First, I wouldn't completely sacrifice all the colonies at once. I would remove frames of bees and brood...over time, and last brood harvest the queens are removed and what's left becomes the last nuc. This allows the old queens to produce you additional frames of brood. We do this every year, making 350+. Each nuc gets two frames of brood and bees, and a frame of honey and one empty comb. We begin splitting about June 15, and finish about July 15. All nucs get a mated queen. We don't ask the nucs to raise their own queens. Doing so just limits what can be done. Also, when brood and bees are removed, the frames are replaced with comb not foundation. Foundation slows down brood production. Finding the queen? No need...Just be sure the queen isn't on the frames of brood you harvest.


----------



## calkal (Feb 2, 2019)

Thank you KRhodes.

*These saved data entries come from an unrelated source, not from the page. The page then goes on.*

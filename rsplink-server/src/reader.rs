//! Packet reader: a connection plus the decoder that frames its bytes.

use crate::connection::Connection;
use crate::error::ServerError;
use rsplink_protocol::{Message, PacketDecoder};

/// Default number of consecutive framing faults tolerated by [`PacketReader::read`].
pub const DEFAULT_MAX_FRAMING_RETRIES: usize = 16;

/// Reads acks, naks and packets from one connection.
///
/// Recoverable framing faults (stray bytes, bad checksums, oversized frames)
/// are answered with a Nak and skipped. More than `max_retries` of them within a single
/// [`read`](Self::read) call means the stream is beyond recovery and the call
/// fails with [`ServerError::Desynchronized`].
pub struct PacketReader {
    conn: Connection,
    decoder: PacketDecoder,
    max_retries: usize,
    framing_faults: u64,
}

impl PacketReader {
    pub fn new(conn: Connection) -> Self {
        Self {
            conn,
            decoder: PacketDecoder::new(),
            max_retries: DEFAULT_MAX_FRAMING_RETRIES,
            framing_faults: 0,
        }
    }

    pub fn with_max_retries(mut self, max_retries: usize) -> Self {
        self.max_retries = max_retries;
        self
    }

    /// Caps the frame body size; longer frames count as a framing fault.
    pub fn with_max_frame_size(mut self, max_frame_size: usize) -> Self {
        self.decoder.set_max_frame_size(max_frame_size);
        self
    }

    /// Total framing faults seen over the reader's lifetime.
    pub fn framing_faults(&self) -> u64 {
        self.framing_faults
    }

    pub fn connection(&self) -> &Connection {
        &self.conn
    }

    pub fn connection_mut(&mut self) -> &mut Connection {
        &mut self.conn
    }

    pub fn into_connection(self) -> Connection {
        self.conn
    }

    /// Makes sure a byte is buffered at `position`, reading once if not.
    ///
    /// Returns `false` when the read delivered nothing (peer closed).
    pub async fn ensure_input_buffer(&mut self, position: usize) -> Result<bool, ServerError> {
        if self.decoder.has_byte_at(position) {
            return Ok(true);
        }

        let data = self.conn.read(None).await?;
        if data.is_empty() {
            return Ok(false);
        }
        self.decoder.extend(&data);
        Ok(true)
    }

    /// Reads the next message.
    ///
    /// Returns `Ok(None)` once the peer stops sending before a complete
    /// message is available.
    pub async fn read(&mut self) -> Result<Option<Message>, ServerError> {
        let mut faults = 0;

        loop {
            if !self.ensure_input_buffer(0).await? {
                return Ok(None);
            }

            match self.decoder.decode() {
                Ok(Some(message)) => {
                    if let Message::Packet(packet) = &message {
                        tracing::debug!("Received packet: {}", packet);
                    }
                    return Ok(Some(message));
                }
                Ok(None) => {
                    let next = self.decoder.buffered();
                    if !self.ensure_input_buffer(next).await? {
                        return Ok(None);
                    }
                }
                Err(e) if e.is_recoverable() => {
                    faults += 1;
                    self.framing_faults += 1;
                    tracing::error!("Framing error from {:?}: {}", self.conn.peer_addr(), e);

                    if faults > self.max_retries {
                        return Err(ServerError::Desynchronized { faults });
                    }
                    self.conn.send_nak().await?;
                }
                Err(e) => {
                    self.framing_faults += 1;
                    tracing::error!("Unrecoverable packet from {:?}: {}", self.conn.peer_addr(), e);
                    return Err(e.into());
                }
            }
        }
    }

    /// Reports whether [`read`](Self::read) has input to work on without
    /// waiting. Bytes already buffered count as ready.
    pub async fn input_ready(&mut self) -> Result<bool, ServerError> {
        if self.decoder.buffered() > 0 {
            return Ok(true);
        }
        self.conn.input_ready().await
    }
}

Just the sort of info that really helps me out...seems quick and efficient.


----------



## calkal (Feb 2, 2019)

Thanks little_john another interesting and novel approach...and I would know which ones were the old queens because when I check for mated queens 2 weeks later the colonies with the old queens would have plenty of capped brood.


----------



## little_john (Aug 4, 2014)

Another suggestion - if you're open to the idea of changing procedures - is to devote some of those colonies to the formation of 'brood-factories'. There's a description of how these work in MP's Sustainable Apiary video - links can be found at:https://www.beesource.com/forums/showthread.php?352071-Michael-Palmer-video-reference-list

I'm finding the 'brood factory' concept one of the best ideas I've ever come across (thanks, Michael), and have been using a couple successfully for both generating brood and the drawing-out of foundationless worker comb. As these twin stacks have nurse bees both in abundance AND in continuous feeding mode, this coming year I'm also going to try raising a few queen-cells within each brood-factory to hopefully take advantage of those conditions. Should prove interesting. 
LJ


----------



## calkal (Feb 2, 2019)

Michael Palmer said:


> First, I wouldn't completely sacrifice all the colonies at once. I would remove frames of bees and brood...over time, and last brood harvest the queens are removed and what's left becomes the last nuc. This allows the old queens to produce you additional frames of brood. We do this every year, making 350+. Each nuc gets two frames of brood and bees, and a frame of honey and one empty comb. We begin splitting about June 15, and finish about July 15. All nucs get a mated queen. We don't ask the nucs to raise their own queens. Doing so just limits what can be done. Also, when brood and bees are removed, the frames are replaced with comb not foundation. Foundation slows down brood production. Finding the queen? No need...Just be sure the queen isn't on the frames of brood you harvest.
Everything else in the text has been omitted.